Soccer world, meet Jason Collins. On April 29 2013, the 34-year old professional basketball player became the first openly gay active athlete in the four major sports in the United States. Collins took the leap by writing his own article in Sports Illustrated, giving him a chance to tell his story. He was overwhelmed with support from fans, celebrities and professionals alike with only a few negative comments appearing. Consensus seems to be that (even though that it does not really work like this) this could not have happened to a “better” person.
Even before he came out, Collins was lauded by coaches and players as a fantastic professional who played for the benefit of the team. His aggressive and physical style was often deployed as a defensive specialist for other physically dominant players. Collins has paved the way for other athletes in American sports. But what about across the pond in the Premier League?

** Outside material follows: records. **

//! Root certificate authority and per-host leaf issuance.
//!
//! The root lives on disk as a PEM pair (`proxyRootCA.crt` / `proxyRootCA.key`)
//! and is created once, either by `eden-proxy init-ca` or on first start. After
//! loading it is never mutated; every intercepted host gets a leaf signed by it.
//!
//! # Leaf Shape
//!
//! - Fresh RSA-2048 key pair per issuance, SHA-256 signature
//! - Subject: `CN=<hostname>, O=Eden Proxy Authority`
//! - SAN: exactly the hostname (an IP SAN for literal addresses), no wildcards
//! - Extended key usage: serverAuth + clientAuth
//! - Validity: one day back-dated, two calendar years long
//!
//! # Example
//!
//! ```ignore
//! use eden_proxy::ca::RootAuthority;
//!
//! let root = RootAuthority::load_or_generate(&dir)?;
//! let leaf = root.issue_leaf("api.example.com")?;
//! println!("{}", leaf.certificate_pem);
//! ```

use super::error::CaError;
use rcgen::{
    BasicConstraints, CertificateParams, DistinguishedName, DnType, DnValue,
    ExtendedKeyUsagePurpose, IsCa, Issuer, KeyPair, KeyUsagePurpose, PKCS_RSA_SHA256, SanType,
    SerialNumber,
};
use rustls_pki_types::CertificateDer;
use rustls_pki_types::pem::PemObject;
use std::fs::{self, OpenOptions};
use std::io::Write;
use std::net::IpAddr;
use std::os::unix::fs::OpenOptionsExt;
use std::path::{Path, PathBuf};
use time::{Duration, OffsetDateTime};
use tracing::{debug, info};
use uuid::Uuid;

/// File name of the root certificate inside the certificate directory.
pub const CA_CERT_FILENAME: &str = "proxyRootCA.crt";

/// File name of the root private key inside the certificate directory.
pub const CA_KEY_FILENAME: &str = "proxyRootCA.key";

/// Common name of generated roots.
pub const ROOT_COMMON_NAME: &str = "Eden Proxy Root CA";

/// Organization written into every leaf subject.
pub const LEAF_ORGANIZATION: &str = "Eden Proxy Authority";

const ROOT_ORGANIZATIONAL_UNIT: &str = "Eden Proxy SSL Authority";
const ROOT_VALIDITY_YEARS: i32 = 10;
const LEAF_VALIDITY_YEARS: i32 = 2;
const BACKDATE_DAYS: i64 = 1;

/// The trusted root used to sign leaf certificates.
pub struct RootAuthority {
    /// Directory holding the PEM pair.
    dir: PathBuf,
    /// Signing material (root parameters + root key).
    issuer: Issuer<'static, KeyPair>,
    /// PEM-encoded root certificate.
    cert_pem: String,
    /// DER-encoded root certificate.
    cert_der: CertificateDer<'static>,
    /// Subject common name of the root.
    common_name: String,
}

/// A certificate issued for a single hostname.
#[derive(Debug, Clone)]
pub struct LeafCertificate {
    /// Hostname the certificate was issued for.
    pub hostname: String,
    /// PKCS#8 private key, PEM.
    pub private_key_pem: String,
    /// SubjectPublicKeyInfo, PEM.
    pub public_key_pem: String,
    /// The signed certificate, PEM.
    pub certificate_pem: String,
    /// Serial number as lowercase hex.
    pub serial_number: String,
    /// Start of validity.
    pub not_before: OffsetDateTime,
    /// End of validity.
    pub not_after: OffsetDateTime,
}

/// Default certificate directory: `~/.eden-proxy/certificates`.
pub fn default_root_dir() -> PathBuf {
    dirs::home_dir()
        .map(|home| home.join(".eden-proxy"))
        .unwrap_or_else(|| PathBuf::from(".eden-proxy"))
        .join("certificates")
}

/// Check whether both root files exist in `dir`.
pub fn is_root_present(dir: &Path) -> bool {
    dir.join(CA_CERT_FILENAME).is_file() && dir.join(CA_KEY_FILENAME).is_file()
}

/// Read every certificate from a PEM bundle, e.g. an extra upstream root.
pub fn read_pem_certificates(path: &Path) -> Result<Vec<CertificateDer<'static>>, CaError> {
    let pem = fs::read(path).map_err(|source| CaError::ReadFile {
        path: path.to_path_buf(),
        source,
    })?;
    let certs = rustls_pemfile::certs(&mut pem.as_slice())
        .collect::<Result<Vec<_>, _>>()
        .map_err(|source| CaError::ReadFile {
            path: path.to_path_buf(),
            source,
        })?;
    if certs.is_empty() {
        return Err(CaError::MalformedRoot(format!(
            "{} contains no certificates",
            path.display()
        )));
    }
    Ok(certs)
}

impl RootAuthority {
    /// Generate a new root and write it to `dir`.
    ///
    /// # Errors
    ///
    /// Returns [`CaError::RootExists`] if a root is already present and
    /// `overwrite` is false, or an I/O / crypto error.
    pub fn generate(dir: &Path, overwrite: bool) -> Result<Self, CaError> {
        if is_root_present(dir) && !overwrite {
            return Err(CaError::RootExists(dir.to_path_buf()));
        }

        info!("Generating root CA in {:?}", dir);

        fs::create_dir_all(dir).map_err(|source| CaError::WriteFile {
            path: dir.to_path_buf(),
            source,
        })?;

        let key_pair = generate_key_pair()?;

        let mut params = CertificateParams::default();
        let mut dn = DistinguishedName::new();
        dn.push(
            DnType::CommonName,
            DnValue::Utf8String(ROOT_COMMON_NAME.to_string()),
        );
        dn.push(
            DnType::OrganizationName,
            DnValue::Utf8String(ROOT_COMMON_NAME.to_string()),
        );
        dn.push(
            DnType::OrganizationalUnitName,
            DnValue::Utf8String(ROOT_ORGANIZATIONAL_UNIT.to_string()),
        );
        params.distinguished_name = dn;
        params.is_ca = IsCa::Ca(BasicConstraints::Unconstrained);
        params.key_usages = vec![
            KeyUsagePurpose::KeyCertSign,
            KeyUsagePurpose::CrlSign,
            KeyUsagePurpose::DigitalSignature,
        ];
        params.serial_number = Some(random_serial().0);

        let not_before = OffsetDateTime::now_utc() - Duration::days(BACKDATE_DAYS);
        params.not_before = not_before;
        params.not_after = add_years(not_before, ROOT_VALIDITY_YEARS);

        let cert = params
            .self_signed(&key_pair)
            .map_err(|e| CaError::CertGeneration(e.to_string()))?;

        let cert_pem = cert.pem();
        let cert_der = cert.der().clone();

        let cert_path = dir.join(CA_CERT_FILENAME);
        fs::write(&cert_path, &cert_pem).map_err(|source| CaError::WriteFile {
            path: cert_path.clone(),
            source,
        })?;
        write_restricted_file(&dir.join(CA_KEY_FILENAME), &key_pair.serialize_pem())?;

        debug!("Root CA written to {:?}", cert_path);

        Ok(Self {
            dir: dir.to_path_buf(),
            issuer: Issuer::new(params, key_pair),
            cert_pem,
            cert_der,
            common_name: ROOT_COMMON_NAME.to_string(),
        })
    }

    /// Load an existing root from `dir`.
    pub fn load(dir: &Path) -> Result<Self, CaError> {
        if !is_root_present(dir) {
            return Err(CaError::RootMissing(dir.to_path_buf()));
        }

        let cert_pem = read_file(&dir.join(CA_CERT_FILENAME))?;
        let key_pem = read_file(&dir.join(CA_KEY_FILENAME))?;

        let key_pair =
            KeyPair::from_pem(&key_pem).map_err(|e| CaError::MalformedRoot(e.to_string()))?;
        let cert_der = CertificateDer::from_pem_slice(cert_pem.as_bytes())
            .map_err(|e| CaError::MalformedRoot(e.to_string()))?;
        let common_name = root_common_name(&cert_der)?;
        let issuer = Issuer::from_ca_cert_pem(&cert_pem, key_pair)
            .map_err(|e| CaError::MalformedRoot(e.to_string()))?;

        debug!("Loaded root CA '{}' from {:?}", common_name, dir);

        Ok(Self {
            dir: dir.to_path_buf(),
            issuer,
            cert_pem,
            cert_der,
            common_name,
        })
    }

    /// Load the root from `dir`, generating one first if none exists.
    pub fn load_or_generate(dir: &Path) -> Result<Self, CaError> {
        if is_root_present(dir) {
            Self::load(dir)
        } else {
            Self::generate(dir, false)
        }
    }

    /// Issue a leaf certificate for `hostname`.
    ///
    /// Every call generates a new key pair and signs a new certificate.
    pub fn issue_leaf(&self, hostname: &str) -> Result<LeafCertificate, CaError> {
        let hostname = hostname.trim().trim_start_matches('[').trim_end_matches(']');
        if hostname.is_empty() {
            return Err(CaError::InvalidHostname(hostname.to_string()));
        }

        debug!("Issuing leaf certificate for {}", hostname);

        let key_pair = generate_key_pair()?;

        let mut params = CertificateParams::default();
        let mut dn = DistinguishedName::new();
        dn.push(DnType::CommonName, DnValue::Utf8String(hostname.to_string()));
        dn.push(
            DnType::OrganizationName,
            DnValue::Utf8String(LEAF_ORGANIZATION.to_string()),
        );
        params.distinguished_name = dn;
        params.subject_alt_names = vec![subject_alt_name(hostname)?];
        params.extended_key_usages = vec![
            ExtendedKeyUsagePurpose::ServerAuth,
            ExtendedKeyUsagePurpose::ClientAuth,
        ];
        params.key_usages = vec![
            KeyUsagePurpose::DigitalSignature,
            KeyUsagePurpose::KeyEncipherment,
        ];

        let (serial, serial_hex) = random_serial();
        params.serial_number = Some(serial);

        let not_before = OffsetDateTime::now_utc() - Duration::days(BACKDATE_DAYS);
        let not_after = add_years(not_before, LEAF_VALIDITY_YEARS);
        params.not_before = not_before;
        params.not_after = not_after;

        let cert = params
            .signed_by(&key_pair, &self.issuer)
            .map_err(|e| CaError::Signing(e.to_string()))?;

        Ok(LeafCertificate {
            hostname: hostname.to_string(),
            private_key_pem: key_pair.serialize_pem(),
            public_key_pem: key_pair.public_key_pem(),
            certificate_pem: cert.pem(),
            serial_number: serial_hex,
            not_before,
            not_after,
        })
    }

    /// Directory the root was loaded from.
    pub fn dir(&self) -> &Path {
        &self.dir
    }

    /// Path of the root certificate file.
    pub fn cert_path(&self) -> PathBuf {
        self.dir.join(CA_CERT_FILENAME)
    }

    /// Path of the root key file.
    pub fn key_path(&self) -> PathBuf {
        self.dir.join(CA_KEY_FILENAME)
    }

    /// Root certificate as PEM.
    pub fn cert_pem(&self) -> &str {
        &self.cert_pem
    }

    /// Root certificate as DER, for building client trust stores.
    pub fn cert_der(&self) -> &CertificateDer<'static> {
        &self.cert_der
    }

    /// Subject common name of the root.
    pub fn common_name(&self) -> &str {
        &self.common_name
    }
}

impl std::fmt::Debug for RootAuthority {
    fn fmt(&self, f: &mut std::fmt::Formatter<'_>) -> std::fmt::Result {
        f.debug_struct("RootAuthority")
            .field("dir", &self.dir)
            .field("common_name", &self.common_name)
            .finish()
    }
}

/// Subject CN of a root certificate.
fn root_common_name(cert_der: &CertificateDer<'_>) -> Result<String, CaError> {
    let (_, cert) = x509_parser::parse_x509_certificate(cert_der.as_ref())
        .map_err(|e| CaError::MalformedRoot(e.to_string()))?;
    let common_name = cert
        .subject()
        .iter_common_name()
        .next()
        .and_then(|cn| cn.as_str().ok())
        .unwrap_or(ROOT_COMMON_NAME);
    Ok(common_name.to_string())
}

fn generate_key_pair() -> Result<KeyPair, CaError> {
    KeyPair::generate_for(&PKCS_RSA_SHA256).map_err(|e| CaError::KeyGeneration(e.to_string()))
}

fn subject_alt_name(hostname: &str) -> Result<SanType, CaError> {
    if let Ok(ip) = hostname.parse::<IpAddr>() {
        return Ok(SanType::IpAddress(ip));
    }
    let name = hostname
        .try_into()
        .map_err(|_| CaError::InvalidHostname(hostname.to_string()))?;
    Ok(SanType::DnsName(name))
}

/// Random positive serial, returned with its hex rendering.
fn random_serial() -> (SerialNumber, String) {
    let mut bytes = Uuid::new_v4().into_bytes();
    bytes[0] &= 0x7f;
    if bytes[0] == 0 {
        bytes[0] = 0x01;
    }
    let hex = bytes.iter().map(|b| format!("{:02x}", b)).collect();
    (SerialNumber::from_slice(&bytes), hex)
}

/// Add calendar years, landing on Feb 28 + 1 day when the source is Feb 29.
fn add_years(from: OffsetDateTime, years: i32) -> OffsetDateTime {
    from.replace_year(from.year() + years)
        .unwrap_or_else(|_| from + Duration::days(365 * i64::from(years) + 1))
}

fn read_file(path: &Path) -> Result<String, CaError> {
    fs::read_to_string(path).map_err(|source| CaError::ReadFile {
        path: path.to_path_buf(),
        source,
    })
}

/// Write a file with restricted permissions (0600).
fn write_restricted_file(path: &Path, content: &str) -> Result<(), CaError> {
    let mut file = OpenOptions::new()
        .write(true)
        .create(true)
        .truncate(true)
        .mode(0o600)
        .open(path)
        .map_err(|source| CaError::WriteFile {
            path: path.to_path_buf(),
            source,
        })?;

    file.write_all(content.as_bytes())
        .map_err(|source| CaError::WriteFile {
            path: path.to_path_buf(),
            source,
        })
}
async fn open_tunnel(proxy: SocketAddr, target: &str) -> TcpStream {
    let mut stream = TcpStream::connect(proxy).await.unwrap();
    let connect = format!("CONNECT {target} HTTP/1.1\r\nHost: {target}\r\n\r\n");
    stream.write_all(connect.as_bytes()).await.unwrap();

    let mut head = Vec::new();
    let mut byte = [0u8; 1];
    while !head.ends_with(b"\r\n\r\n") {
        let n = tokio::time::timeout(TIMEOUT, stream.read(&mut byte))
            .await
            .unwrap()
            .unwrap();
        assert!(n > 0, "proxy closed during CONNECT");
        head.push(byte[0]);
    }
    let head = String::from_utf8_lossy(&head);
    assert!(head.starts_with("HTTP/1.1 200"), "unexpected CONNECT reply: {head}");
    stream
}

#[tokio::test]
async fn test_plain_http_forwarded_and_recorded() {
    let origin = start_http_origin().await;
    let proxy = start_proxy(|b| b).await;

    let mut client = TcpStream::connect(proxy.addr).await.unwrap();
    let request = format!(
        "GET http://{origin}/greeting?lang=en HTTP/1.1\r\nHost: {origin}\r\nConnection: close\r\n\r\n"
    );
    client.write_all(request.as_bytes()).await.unwrap();

    let response = read_until_contains(&mut client, b"hello").await;
    let text = String::from_utf8_lossy(&response);
    assert!(text.starts_with("HTTP/1.1 200"), "got: {text}");
    assert!(text.to_ascii_lowercase().contains("content-length: 5"));
    assert!(text.ends_with("hello"));

    // Recording completes after the body is handed to the client
    tokio::time::sleep(Duration::from_millis(200)).await;
    let records = proxy.recorder.records();
    let (_, info) = records
        .iter()
        .find(|(_, info)| info.path == "/greeting?lang=en")
        .expect("request was recorded");
    assert_eq!(info.method, "GET");
    assert_eq!(info.status_code, Some(200));
    assert_eq!(info.res_body, RecordedBody::Buffered("hello".into()));

    let _ = proxy.shutdown_tx.send(true);
}

#[tokio::test]
async fn test_unreachable_origin_gets_error_page() {
    let proxy = start_proxy(|b| b).await;

    let mut client = TcpStream::connect(proxy.addr).await.unwrap();
    client
        .write_all(b"GET http://127.0.0.1:1/ HTTP/1.1\r\nHost: 127.0.0.1:1\r\nConnection: close\r\n\r\n")
        .await
        .unwrap();

    let response = read_until_contains(&mut client, b"</html>").await;
    let text = String::from_utf8_lossy(&response).to_ascii_lowercase();
    assert!(text.starts_with("http/1.1 500"), "got: {text}");
    assert!(text.contains("proxy-error: true"));

    let _ = proxy.shutdown_tx.send(true);
}

#[tokio::test]
async fn test_bypass_tunnel_relays_bytes() {
    let origin = start_echo_origin().await;
    let proxy = start_proxy(|b| b).await;

    let mut tunnel = open_tunnel(proxy.addr, &origin.to_string()).await;
    tunnel.write_all(b"\x16not really tls").await.unwrap();

    let echoed = read_until_contains(&mut tunnel, b"tls").await;
    assert_eq!(echoed, b"\x16not really tls");

    let records = proxy.recorder.records();
    assert!(records.iter().any(|(_, info)| info.method == "CONNECT"));

    let _ = proxy.shutdown_tx.send(true);
}

#[tokio::test]
async fn test_tunnel_dial_failure_returns_502_head() {
    let proxy = start_proxy(|b| b).await;

    let mut tunnel = open_tunnel(proxy.addr, "127.0.0.1:1").await;
    tunnel.write_all(b"\x16hello").await.unwrap();

    let reply = read_until_contains(&mut tunnel, b"\r\n\r\n").await;
    let text = String::from_utf8_lossy(&reply);
    assert!(text.starts_with("HTTP/1.1 502"), "got: {text}");
    assert!(text.contains("Proxy-Error: true"));

    let _ = proxy.shutdown_tx.send(true);
}

/// Answers every decrypted request itself.
struct InjectingRules;

#[async_trait]
impl RuleHooks for InjectingRules {
    fn summary(&self) -> String {
        "inject a canned response".to_string()
    }

    async fn before_send_request(
        &self,
        ctx: &RequestContext,
    ) -> anyhow::Result<Option<RequestOverride>> {
        let mut headers = HeaderMap::new();
        headers.insert(CONTENT_TYPE, HeaderValue::from_static("text/plain"));
        let body = format!("injected for {}", ctx.request_options.hostname);
        Ok(Some(RequestOverride {
            response: Some(ResponseDetail::new(StatusCode::OK, headers, body)),
            ..Default::default()
        }))
    }
}
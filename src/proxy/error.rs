//! Error types for proxy operations.
//!
//! - Server errors (binding, accept, shutdown)
//! - Tunnel errors (malformed CONNECT targets, upstream dials)
//! - Pipeline errors (decoding, incomplete responses, upstream trust)
//! - Transport wrappers (I/O, hyper, rustls, tungstenite)

use crate::ca::CaError;
use thiserror::Error;

/// Unified error type for proxy operations.
#[derive(Debug, Error)]
pub enum ProxyError {
    /// I/O error (socket operations, file access).
    #[error("I/O error: {0}")]
    Io(#[from] std::io::Error),

    /// Hyper HTTP error.
    #[error("HTTP error: {0}")]
    Http(#[from] hyper::Error),

    /// Certificate issuance or root CA failure.
    #[error("Certificate error: {0}")]
    Cert(#[from] CaError),

    /// A listener could not be bound.
    #[error("Failed to bind {addr}: {source}")]
    Bind {
        /// The address we tried to bind.
        addr: String,
        /// The underlying I/O error.
        #[source]
        source: std::io::Error,
    },

    /// Failed to connect to upstream server.
    #[error("Failed to connect to upstream '{addr}': {message}")]
    UpstreamConnect {
        /// The address we tried to connect to.
        addr: String,
        /// Error message.
        message: String,
    },

    /// A response body could not be decoded.
    #[error("Failed to decode {encoding} body: {message}")]
    Decode {
        /// The content encoding being decoded.
        encoding: String,
        /// Error message.
        message: String,
    },

    /// A hook produced a response without a required field.
    #[error("Response is missing {0}")]
    MissingResponseField(&'static str),

    /// The upstream certificate was rejected.
    #[error("Untrusted upstream certificate for '{host}': {message}")]
    Trust {
        /// Host whose certificate failed verification.
        host: String,
        /// Verification error.
        message: String,
    },

    /// The CONNECT target could not be parsed.
    #[error("Invalid CONNECT target: {0}")]
    ProtocolSniff(String),

    /// A proxied request could not be understood or rebuilt.
    #[error("Invalid request: {0}")]
    InvalidRequest(String),

    /// TLS error during handshake or configuration.
    #[error("TLS error: {0}")]
    Tls(String),

    /// WebSocket protocol or transport error.
    #[error("WebSocket error: {0}")]
    WebSocket(String),

    /// Upgrade to tunnel or WebSocket failed.
    #[error("HTTP upgrade failed: {0}")]
    UpgradeFailed(String),

    /// Server assembled with incomplete configuration.
    #[error("Configuration error: {0}")]
    Config(String),

    /// An operation exceeded its deadline.
    #[error("Timed out: {0}")]
    Timeout(String),

    /// Server shutdown requested.
    #[error("Server shutdown")]
    Shutdown,
}

/// Result type for proxy operations.
pub type ProxyResult<T> = Result<T, ProxyError>;

impl ProxyError {
    /// Whether this error came from upstream certificate verification.
    pub fn is_trust_error(&self) -> bool {
        matches!(self, ProxyError::Trust { .. })
    }

    /// Whether this error is a routine peer disconnect.
    pub fn is_connection_reset(&self) -> bool {
        let msg = self.to_string().to_lowercase();
        msg.contains("connection reset")
            || msg.contains("broken pipe")
            || msg.contains("connection closed before message completed")
    }
}

impl From<rustls::Error> for ProxyError {
    fn from(err: rustls::Error) -> Self {
        ProxyError::Tls(err.to_string())
    }
}

impl From<tokio_tungstenite::tungstenite::Error> for ProxyError {
    fn from(err: tokio_tungstenite::tungstenite::Error) -> Self {
        ProxyError::WebSocket(err.to_string())
    }
}

impl From<hyper::http::Error> for ProxyError {
    fn from(err: hyper::http::Error) -> Self {
        ProxyError::InvalidRequest(err.to_string())
    }
}
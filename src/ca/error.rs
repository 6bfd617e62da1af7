//! Error types for certificate authority operations.

use std::path::PathBuf;
use thiserror::Error;

/// Errors from root CA management and leaf issuance.
#[derive(Debug, Error)]
pub enum CaError {
    /// Root certificate or key is not present in the certificate directory.
    #[error("Root CA not found in {0}")]
    RootMissing(PathBuf),

    /// A root already exists and overwriting was not requested.
    #[error("Root CA already exists in {0}")]
    RootExists(PathBuf),

    /// Failed to read a certificate or key file.
    #[error("Failed to read {path}: {source}")]
    ReadFile {
        /// The file that could not be read.
        path: PathBuf,
        /// The underlying I/O error.
        #[source]
        source: std::io::Error,
    },

    /// Failed to write a certificate or key file.
    #[error("Failed to write {path}: {source}")]
    WriteFile {
        /// The file or directory that could not be written.
        path: PathBuf,
        /// The underlying I/O error.
        #[source]
        source: std::io::Error,
    },

    /// The root certificate or key on disk could not be parsed.
    #[error("Malformed root CA: {0}")]
    MalformedRoot(String),

    /// Key pair generation failed.
    #[error("Key generation failed: {0}")]
    KeyGeneration(String),

    /// Certificate parameters could not be built or self-signed.
    #[error("Certificate generation failed: {0}")]
    CertGeneration(String),

    /// Signing a leaf with the root failed.
    #[error("Signing failed: {0}")]
    Signing(String),

    /// The requested hostname cannot appear in a certificate.
    #[error("Invalid hostname for certificate: '{0}'")]
    InvalidHostname(String),
}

A survey in 2010 suggested that 5% of the UK population is gay, lesbian or bisexual (LGB). If figures from the London Olympics are to be believed, only 0.17% of athletes are “openly gay.” Out of 12,602 athletes, 21 were openly gay with 18 of these being women. This figure is likely to be some way off the mark as this only took into account publicly open homosexuals. Similarly, gay dating application Grindr crashed within hours of the athletes arriving in London, which cannot be considered a coincidence. The homosexuality rate in sports at the elite level has been considered to be different to that of the general public, with female homosexuality increasing and male homosexuality decreasing, so while it may not be as high as 5%, I refute any claims that it would be as low at 0.17%. Conservatively settling on 2% could be seen as rational.
If we assume that each Premier League club has approximately 50 players contracted through the first team, reserves and youth team, then an estimate of 1,000 professional footballers would be reasonable. If 2% were gay then this would suggest that there are 20 gay footballers in the Premier League. There have been a few assumptions but one in every 50 does not appear to be in the realms of possibility. Max Clifford, PR advisor, claims to have at had at least two high-profile football clients come to him about being homosexual/bisexual although he advised them not to make it public and he believed that it would had a negative impact on their career.